Well, no, that's impossible. As you can see in the code above, we restore encoder from the old state that was saved in container, then loop back in the goto statement. When that happens, container is saved from encoder, so at that point both variables are identical again.

What's more, we do not call cbor_encoder_close_container_checked at all in this recursion level. We do return CborNoError and the previous level does call that function.

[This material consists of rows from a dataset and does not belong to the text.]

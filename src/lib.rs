//! # persona-adapt
//!
//! Context-driven personality adaptation for persona-emulating assistants.
//!
//! Given a persona's static profile (weighted traits) and the situation a
//! response is produced in (context type, urgency, time of day, emotional
//! state), the engine derives behavior modifiers, expertise-bounded
//! confidence, communication style, tone and a context analysis. Persona
//! coefficients come from built-in tables refined by an optional YAML
//! override document; unknown personas fall back to a generic table.
//!
//! ```no_run
//! use persona_adapt::{
//!     ContextType, EmotionalContext, PersonalityAdaptationEngine, PersonalityProfile,
//!     SituationalContext,
//! };
//!
//! let engine = PersonalityAdaptationEngine::default();
//! let profile = PersonalityProfile::from_yaml_file("avery.yaml").unwrap();
//! let situation = SituationalContext::new(ContextType::Technical).with_urgency(0.8);
//! let adapted = engine.adapt_personality_to_context(&profile, &situation, &EmotionalContext::default());
//! println!("{}", adapted.communication_style.tone_recommendation);
//! ```

pub mod adaptation;
pub mod config;
pub mod persona;

pub use adaptation::{AdaptedPersonality, PersonalityAdaptationEngine};
pub use config::{ConfigError, ConfigurationProvider, PersonaConfigProvider};
pub use persona::{
    ContextType, DomainType, EmotionalContext, EmotionalState, PersonalityProfile,
    PersonalityTrait, SituationalContext, TaskType, TimeOfDay,
};

/// Library version.
pub const VERSION: &str = env!("CARGO_PKG_VERSION");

thiagomacieira commented 1 week ago

Modifying the section of code to ensure the buffers always change:

        if (err == CborErrorOutOfMemory) {
            buffersize += 1024;
            uint8_t *newbuffer = malloc(buffersize);
            if (newbuffer == NULL)
                return err;
            memcpy(newbuffer, buffer, buffersize - 1024);
            free(buffer);

Before that free, in my debugger, I see:

(gdb) p buffer
$1 = (uint8_t *) 0x4204a0 "\2016.4]\n"
(gdb) p newbuffer
$2 = (uint8_t *) 0x41f530 "\2016.4]\n"

By the time we reach call to cbor_encode_double again, encoder->data.ptr and container.data.ptr are 0x41f531, so they're pointing to the new buffer. After the return, when we get back to the outer level, the caller's container.data.ptr is 0x41f53a, so pointing to the new buffer.

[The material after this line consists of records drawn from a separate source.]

//! Built-in persona tables compiled into the binary.
//!
//! These are the starting point of every [`PersonaTable`]; an override
//! document can refine them or add new personas.
//!
//! [`PersonaTable`]: super::provider::PersonaTable

use crate::persona::DomainType;

use super::rules::{
    BehaviorRules, CommunicationRules, ConfidenceRules, ExpertiseLevels,
    PersonalityConfiguration, StressRules,
};

/// Id of the built-in senior software architect / engineering leader persona.
pub const AVERY: &str = "avery";

/// All built-in personas as `(id, configuration)` pairs, already clamped.
pub fn builtin_personas() -> Vec<(String, PersonalityConfiguration)> {
    vec![(AVERY.to_string(), avery().clamped())]
}

/// A principal engineer who leads teams: expert in architecture and
/// delivery, family-oriented, openly weak in arts, marketing and law.
fn avery() -> PersonalityConfiguration {
    let expertise: ExpertiseLevels = [
        (DomainType::SoftwareArchitecture, 0.95),
        (DomainType::SoftwareDevelopment, 0.92),
        (DomainType::TeamLeadership, 0.90),
        (DomainType::ProjectManagement, 0.80),
        (DomainType::DevOps, 0.80),
        (DomainType::Security, 0.75),
        (DomainType::DataEngineering, 0.70),
        (DomainType::ProductStrategy, 0.75),
        (DomainType::BusinessStrategy, 0.70),
        (DomainType::Family, 0.85),
        (DomainType::PersonalFinance, 0.55),
        (DomainType::Health, 0.45),
        (DomainType::Arts, 0.30),
        (DomainType::Marketing, 0.35),
        (DomainType::Legal, 0.25),
    ]
    .into_iter()
    .collect();

    PersonalityConfiguration {
        expertise_levels: expertise,
        behavior_rules: BehaviorRules {
            technical_context_boost: 1.05,
            leadership_context_boost: 1.10,
            family_context_boost: 1.05,
            professional_context_boost: 1.0,
            trait_influence: 1.2,
        },
        stress_rules: StressRules {
            directness_factor: 0.35,
            structured_thinking_boost: 0.3,
            detail_reduction_factor: 0.25,
            warmth_reduction_factor: 0.15,
            solution_focus_factor: 0.3,
            self_reflection_factor: 0.2,
            confidence_factor: 0.1,
            pragmatism_factor: 0.2,
            results_orientation_factor: 0.2,
        },
        communication_rules: CommunicationRules {
            high_urgency_threshold: 0.7,
            urgency_formality_boost: 0.15,
            complexity_formality_threshold: 7,
            complexity_formality_boost: 0.1,
        },
        confidence_rules: ConfidenceRules {
            complexity_reduction_rate: 0.03,
            core_domain_confidence_bonus: 0.1,
            known_weakness_reduction: 0.15,
        },
    }
}

#[cfg(test)]
mod tests {
    use super::*;

    #[test]
    fn test_builtin_maps_every_domain() {
        for (id, cfg) in builtin_personas() {
            for domain in DomainType::ALL {
                assert!(cfg.expertise_levels.contains(domain), "{} misses {:?}", id, domain);
            }
        }
    }

    #[test]
    fn test_builtin_is_already_clamped() {
        for (_, cfg) in builtin_personas() {
            assert_eq!(cfg.clone().clamped(), cfg);
        }
    }

    #[test]
    fn test_avery_decays_faster_than_generic() {
        let cfg = avery();
        assert!(
            cfg.confidence_rules.complexity_reduction_rate
                > ConfidenceRules::default().complexity_reduction_rate
        );
    }
}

It calls cbor_encoder_close_container_checked, which does not read the first parameter, only writes to it: https://github.com/intel/tinycbor/blob/26c63e3d5977f77a6483edde4519489254670375/src/cborencoder.c#L574-L590

thiagomacieira commented 1 week ago

Uh, the code you pasted for cbor_encoder_close_container_checked is very different than what's in the library today. Looks like you're missing cc2bfbb20954f0be9237624b53feca0e27e88f72, which was included in release 0.5.0.

Please upgrade, your version is too old.